== Exercise brief ==
From the entries below, tally the lines with "NoMicrophone" in them and reply with that figure only.

== Data for processing ==
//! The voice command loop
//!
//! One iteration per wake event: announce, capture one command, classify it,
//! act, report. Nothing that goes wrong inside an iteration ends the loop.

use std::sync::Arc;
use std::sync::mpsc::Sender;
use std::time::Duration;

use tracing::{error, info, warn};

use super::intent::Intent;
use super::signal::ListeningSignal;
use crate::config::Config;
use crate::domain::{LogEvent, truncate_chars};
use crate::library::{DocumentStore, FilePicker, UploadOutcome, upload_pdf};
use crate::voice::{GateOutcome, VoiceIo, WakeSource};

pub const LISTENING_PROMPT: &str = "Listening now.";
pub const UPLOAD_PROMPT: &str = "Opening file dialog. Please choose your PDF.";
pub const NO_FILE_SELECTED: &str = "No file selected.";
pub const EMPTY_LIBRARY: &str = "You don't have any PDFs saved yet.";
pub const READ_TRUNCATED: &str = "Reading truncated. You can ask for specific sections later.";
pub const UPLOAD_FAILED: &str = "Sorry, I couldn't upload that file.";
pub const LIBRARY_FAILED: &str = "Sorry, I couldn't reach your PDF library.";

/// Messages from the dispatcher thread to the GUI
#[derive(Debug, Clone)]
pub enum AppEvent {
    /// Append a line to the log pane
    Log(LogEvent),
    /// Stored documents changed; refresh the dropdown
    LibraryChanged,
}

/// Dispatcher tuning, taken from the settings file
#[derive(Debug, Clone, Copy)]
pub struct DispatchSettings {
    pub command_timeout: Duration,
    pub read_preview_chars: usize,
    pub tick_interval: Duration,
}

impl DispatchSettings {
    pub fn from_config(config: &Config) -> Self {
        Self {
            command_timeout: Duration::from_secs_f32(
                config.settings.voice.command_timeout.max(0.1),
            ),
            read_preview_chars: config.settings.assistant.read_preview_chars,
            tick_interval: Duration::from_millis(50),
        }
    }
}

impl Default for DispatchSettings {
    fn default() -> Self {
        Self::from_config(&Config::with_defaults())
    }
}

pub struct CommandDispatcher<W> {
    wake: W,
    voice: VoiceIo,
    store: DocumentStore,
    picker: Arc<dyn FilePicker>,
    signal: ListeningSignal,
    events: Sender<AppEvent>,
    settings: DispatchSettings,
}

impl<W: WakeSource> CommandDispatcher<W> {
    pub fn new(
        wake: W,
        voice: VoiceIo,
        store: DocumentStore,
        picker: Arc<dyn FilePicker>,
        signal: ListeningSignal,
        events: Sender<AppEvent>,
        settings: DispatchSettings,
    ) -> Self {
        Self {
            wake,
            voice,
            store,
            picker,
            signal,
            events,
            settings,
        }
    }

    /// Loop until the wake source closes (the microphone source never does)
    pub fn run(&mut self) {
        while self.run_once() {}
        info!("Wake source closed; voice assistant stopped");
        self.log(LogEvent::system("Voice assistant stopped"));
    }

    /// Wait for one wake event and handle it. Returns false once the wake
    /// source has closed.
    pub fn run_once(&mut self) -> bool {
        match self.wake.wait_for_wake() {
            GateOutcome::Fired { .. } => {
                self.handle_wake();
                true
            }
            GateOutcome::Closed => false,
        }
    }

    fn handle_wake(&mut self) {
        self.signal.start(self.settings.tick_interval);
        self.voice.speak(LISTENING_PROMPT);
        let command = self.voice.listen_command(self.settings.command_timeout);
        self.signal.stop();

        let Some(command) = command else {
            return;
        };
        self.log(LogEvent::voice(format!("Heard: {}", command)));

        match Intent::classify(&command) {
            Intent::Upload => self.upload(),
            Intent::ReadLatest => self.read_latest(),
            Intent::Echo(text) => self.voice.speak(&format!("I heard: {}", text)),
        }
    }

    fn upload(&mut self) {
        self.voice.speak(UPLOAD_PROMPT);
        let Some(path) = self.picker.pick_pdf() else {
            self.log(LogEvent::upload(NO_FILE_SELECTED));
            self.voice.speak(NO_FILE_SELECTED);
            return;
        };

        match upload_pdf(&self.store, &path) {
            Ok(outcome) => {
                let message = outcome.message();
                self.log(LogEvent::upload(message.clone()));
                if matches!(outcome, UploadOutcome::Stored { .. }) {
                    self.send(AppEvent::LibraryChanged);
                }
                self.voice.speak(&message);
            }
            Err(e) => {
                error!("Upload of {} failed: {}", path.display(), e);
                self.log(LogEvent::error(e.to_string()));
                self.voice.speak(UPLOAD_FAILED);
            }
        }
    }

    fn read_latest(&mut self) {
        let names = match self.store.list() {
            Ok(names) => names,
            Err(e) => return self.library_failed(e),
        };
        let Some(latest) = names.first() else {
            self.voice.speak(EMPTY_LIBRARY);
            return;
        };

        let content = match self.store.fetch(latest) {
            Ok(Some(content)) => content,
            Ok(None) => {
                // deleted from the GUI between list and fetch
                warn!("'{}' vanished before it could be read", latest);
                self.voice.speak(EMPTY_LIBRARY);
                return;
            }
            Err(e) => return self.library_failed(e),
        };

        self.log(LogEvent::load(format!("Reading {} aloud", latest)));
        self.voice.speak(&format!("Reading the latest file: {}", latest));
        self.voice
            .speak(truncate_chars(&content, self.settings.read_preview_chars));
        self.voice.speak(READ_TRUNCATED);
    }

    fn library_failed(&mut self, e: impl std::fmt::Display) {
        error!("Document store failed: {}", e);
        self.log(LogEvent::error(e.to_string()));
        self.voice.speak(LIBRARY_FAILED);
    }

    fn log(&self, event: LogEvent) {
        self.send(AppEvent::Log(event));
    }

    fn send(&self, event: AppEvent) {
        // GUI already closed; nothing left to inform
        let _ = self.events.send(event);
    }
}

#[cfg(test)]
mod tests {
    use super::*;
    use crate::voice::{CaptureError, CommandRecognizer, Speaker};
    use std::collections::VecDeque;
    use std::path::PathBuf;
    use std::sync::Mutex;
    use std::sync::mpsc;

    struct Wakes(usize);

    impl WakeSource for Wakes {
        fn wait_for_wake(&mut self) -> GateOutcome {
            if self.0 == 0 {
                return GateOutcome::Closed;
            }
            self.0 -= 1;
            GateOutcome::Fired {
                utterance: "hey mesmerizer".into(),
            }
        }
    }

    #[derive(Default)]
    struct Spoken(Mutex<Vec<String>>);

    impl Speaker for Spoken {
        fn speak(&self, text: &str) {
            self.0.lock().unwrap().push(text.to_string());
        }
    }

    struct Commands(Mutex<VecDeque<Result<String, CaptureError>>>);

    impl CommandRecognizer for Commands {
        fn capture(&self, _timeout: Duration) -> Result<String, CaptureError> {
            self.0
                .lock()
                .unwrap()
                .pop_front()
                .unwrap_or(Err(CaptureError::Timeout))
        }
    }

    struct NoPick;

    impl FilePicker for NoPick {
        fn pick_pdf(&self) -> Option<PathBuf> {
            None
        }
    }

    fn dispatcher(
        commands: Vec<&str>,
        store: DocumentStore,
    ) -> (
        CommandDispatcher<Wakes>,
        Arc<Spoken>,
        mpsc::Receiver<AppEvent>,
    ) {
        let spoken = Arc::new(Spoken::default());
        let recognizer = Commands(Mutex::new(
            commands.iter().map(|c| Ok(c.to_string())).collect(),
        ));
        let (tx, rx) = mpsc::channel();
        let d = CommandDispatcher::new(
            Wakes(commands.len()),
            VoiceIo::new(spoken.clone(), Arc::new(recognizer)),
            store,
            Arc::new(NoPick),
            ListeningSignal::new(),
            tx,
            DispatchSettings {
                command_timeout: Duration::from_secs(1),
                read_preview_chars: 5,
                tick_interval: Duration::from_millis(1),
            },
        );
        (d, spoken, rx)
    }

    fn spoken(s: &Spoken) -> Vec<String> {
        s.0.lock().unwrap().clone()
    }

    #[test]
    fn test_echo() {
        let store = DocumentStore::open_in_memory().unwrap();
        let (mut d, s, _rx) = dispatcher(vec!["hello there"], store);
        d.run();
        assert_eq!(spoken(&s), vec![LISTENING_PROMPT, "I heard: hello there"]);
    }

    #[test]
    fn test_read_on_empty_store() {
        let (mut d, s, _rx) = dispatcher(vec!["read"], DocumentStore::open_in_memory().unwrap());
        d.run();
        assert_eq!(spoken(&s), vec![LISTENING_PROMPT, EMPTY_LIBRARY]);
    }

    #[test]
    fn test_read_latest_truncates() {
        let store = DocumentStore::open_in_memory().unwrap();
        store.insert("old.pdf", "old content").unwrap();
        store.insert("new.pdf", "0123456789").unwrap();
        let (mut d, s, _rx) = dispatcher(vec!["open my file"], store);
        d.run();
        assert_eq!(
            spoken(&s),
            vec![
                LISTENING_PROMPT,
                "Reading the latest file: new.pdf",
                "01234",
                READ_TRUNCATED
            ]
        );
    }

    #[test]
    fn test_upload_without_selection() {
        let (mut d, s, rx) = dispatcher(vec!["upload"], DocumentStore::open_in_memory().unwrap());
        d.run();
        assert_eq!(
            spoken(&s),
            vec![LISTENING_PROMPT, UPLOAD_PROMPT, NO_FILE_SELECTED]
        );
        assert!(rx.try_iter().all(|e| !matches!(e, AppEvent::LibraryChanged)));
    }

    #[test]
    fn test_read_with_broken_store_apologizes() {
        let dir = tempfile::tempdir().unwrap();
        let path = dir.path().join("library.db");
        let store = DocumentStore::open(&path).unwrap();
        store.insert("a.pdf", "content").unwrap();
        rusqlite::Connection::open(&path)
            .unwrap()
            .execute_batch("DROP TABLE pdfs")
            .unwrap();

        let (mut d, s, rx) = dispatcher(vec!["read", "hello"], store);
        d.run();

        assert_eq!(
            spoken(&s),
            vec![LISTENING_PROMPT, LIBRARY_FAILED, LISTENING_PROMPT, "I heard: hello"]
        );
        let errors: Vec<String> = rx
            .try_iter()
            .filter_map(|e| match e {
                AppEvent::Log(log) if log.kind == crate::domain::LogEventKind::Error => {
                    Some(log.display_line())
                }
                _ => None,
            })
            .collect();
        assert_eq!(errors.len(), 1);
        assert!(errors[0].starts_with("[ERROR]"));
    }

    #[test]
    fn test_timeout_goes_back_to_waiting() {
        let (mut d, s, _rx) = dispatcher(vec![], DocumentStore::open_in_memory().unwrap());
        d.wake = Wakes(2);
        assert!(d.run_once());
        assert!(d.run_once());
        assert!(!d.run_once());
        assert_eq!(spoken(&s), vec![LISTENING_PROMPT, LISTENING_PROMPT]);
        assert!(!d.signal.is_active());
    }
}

--

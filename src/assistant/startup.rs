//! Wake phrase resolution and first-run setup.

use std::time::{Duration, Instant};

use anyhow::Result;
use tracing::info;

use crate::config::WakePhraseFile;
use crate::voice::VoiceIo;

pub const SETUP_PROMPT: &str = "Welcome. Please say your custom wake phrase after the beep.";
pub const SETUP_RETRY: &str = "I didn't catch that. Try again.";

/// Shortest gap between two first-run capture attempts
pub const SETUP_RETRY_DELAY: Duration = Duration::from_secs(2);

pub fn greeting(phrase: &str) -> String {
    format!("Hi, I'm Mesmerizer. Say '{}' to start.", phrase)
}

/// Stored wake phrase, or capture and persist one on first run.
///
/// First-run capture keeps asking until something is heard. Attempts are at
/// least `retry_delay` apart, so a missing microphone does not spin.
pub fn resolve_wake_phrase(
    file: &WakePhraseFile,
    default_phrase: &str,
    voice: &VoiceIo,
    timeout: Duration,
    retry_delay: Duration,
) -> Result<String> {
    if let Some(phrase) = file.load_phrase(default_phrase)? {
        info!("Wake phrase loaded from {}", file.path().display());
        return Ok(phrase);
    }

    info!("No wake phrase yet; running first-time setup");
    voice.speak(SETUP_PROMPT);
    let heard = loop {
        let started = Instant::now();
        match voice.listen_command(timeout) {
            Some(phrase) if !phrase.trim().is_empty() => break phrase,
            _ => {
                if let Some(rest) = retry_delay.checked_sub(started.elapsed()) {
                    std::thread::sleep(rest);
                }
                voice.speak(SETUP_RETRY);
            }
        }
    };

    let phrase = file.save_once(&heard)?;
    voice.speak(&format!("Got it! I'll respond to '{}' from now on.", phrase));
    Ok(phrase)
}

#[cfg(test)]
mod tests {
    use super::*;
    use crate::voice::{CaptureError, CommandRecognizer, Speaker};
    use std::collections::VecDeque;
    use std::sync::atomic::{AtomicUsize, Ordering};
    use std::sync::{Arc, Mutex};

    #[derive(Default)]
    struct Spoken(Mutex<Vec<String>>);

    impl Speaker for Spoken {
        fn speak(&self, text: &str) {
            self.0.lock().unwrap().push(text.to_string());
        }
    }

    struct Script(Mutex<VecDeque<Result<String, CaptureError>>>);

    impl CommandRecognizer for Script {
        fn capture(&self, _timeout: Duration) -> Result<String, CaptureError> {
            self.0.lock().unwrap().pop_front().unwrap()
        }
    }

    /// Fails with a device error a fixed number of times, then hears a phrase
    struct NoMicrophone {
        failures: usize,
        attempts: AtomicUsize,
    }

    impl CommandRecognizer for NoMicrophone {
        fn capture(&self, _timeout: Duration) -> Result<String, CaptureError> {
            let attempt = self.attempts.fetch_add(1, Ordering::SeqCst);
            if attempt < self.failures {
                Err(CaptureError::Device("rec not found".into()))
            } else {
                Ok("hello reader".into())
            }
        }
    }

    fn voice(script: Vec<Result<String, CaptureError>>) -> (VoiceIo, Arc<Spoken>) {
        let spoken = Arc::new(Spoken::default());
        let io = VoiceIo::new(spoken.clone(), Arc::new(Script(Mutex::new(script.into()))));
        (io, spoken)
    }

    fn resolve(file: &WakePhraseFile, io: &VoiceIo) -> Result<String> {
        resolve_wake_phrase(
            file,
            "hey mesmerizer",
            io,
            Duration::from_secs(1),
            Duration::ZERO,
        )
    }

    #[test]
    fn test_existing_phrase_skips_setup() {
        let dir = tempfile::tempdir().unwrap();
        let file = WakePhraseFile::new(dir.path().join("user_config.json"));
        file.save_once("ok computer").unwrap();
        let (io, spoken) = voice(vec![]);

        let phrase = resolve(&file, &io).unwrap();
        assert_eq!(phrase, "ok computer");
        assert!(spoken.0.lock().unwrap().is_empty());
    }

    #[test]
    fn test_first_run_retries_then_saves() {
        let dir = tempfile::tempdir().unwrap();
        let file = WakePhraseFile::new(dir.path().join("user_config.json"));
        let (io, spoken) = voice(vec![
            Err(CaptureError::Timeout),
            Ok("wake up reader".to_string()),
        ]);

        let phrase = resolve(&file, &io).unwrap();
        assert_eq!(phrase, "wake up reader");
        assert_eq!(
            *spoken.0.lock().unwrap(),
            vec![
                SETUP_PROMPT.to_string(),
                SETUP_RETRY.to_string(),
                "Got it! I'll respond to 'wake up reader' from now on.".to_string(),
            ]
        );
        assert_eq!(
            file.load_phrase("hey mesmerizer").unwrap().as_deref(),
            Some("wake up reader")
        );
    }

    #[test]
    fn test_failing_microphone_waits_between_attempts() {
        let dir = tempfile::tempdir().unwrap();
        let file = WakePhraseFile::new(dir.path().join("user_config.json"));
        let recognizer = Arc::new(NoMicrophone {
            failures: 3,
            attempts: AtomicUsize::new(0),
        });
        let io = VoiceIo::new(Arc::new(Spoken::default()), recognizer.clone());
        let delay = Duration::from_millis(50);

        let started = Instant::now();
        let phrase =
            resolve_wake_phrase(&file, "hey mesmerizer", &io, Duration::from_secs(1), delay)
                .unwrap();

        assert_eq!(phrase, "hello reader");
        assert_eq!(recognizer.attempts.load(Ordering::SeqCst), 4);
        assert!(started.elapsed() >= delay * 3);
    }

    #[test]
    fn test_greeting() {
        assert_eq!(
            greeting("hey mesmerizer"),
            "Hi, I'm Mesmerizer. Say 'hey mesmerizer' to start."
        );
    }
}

== Result ==
3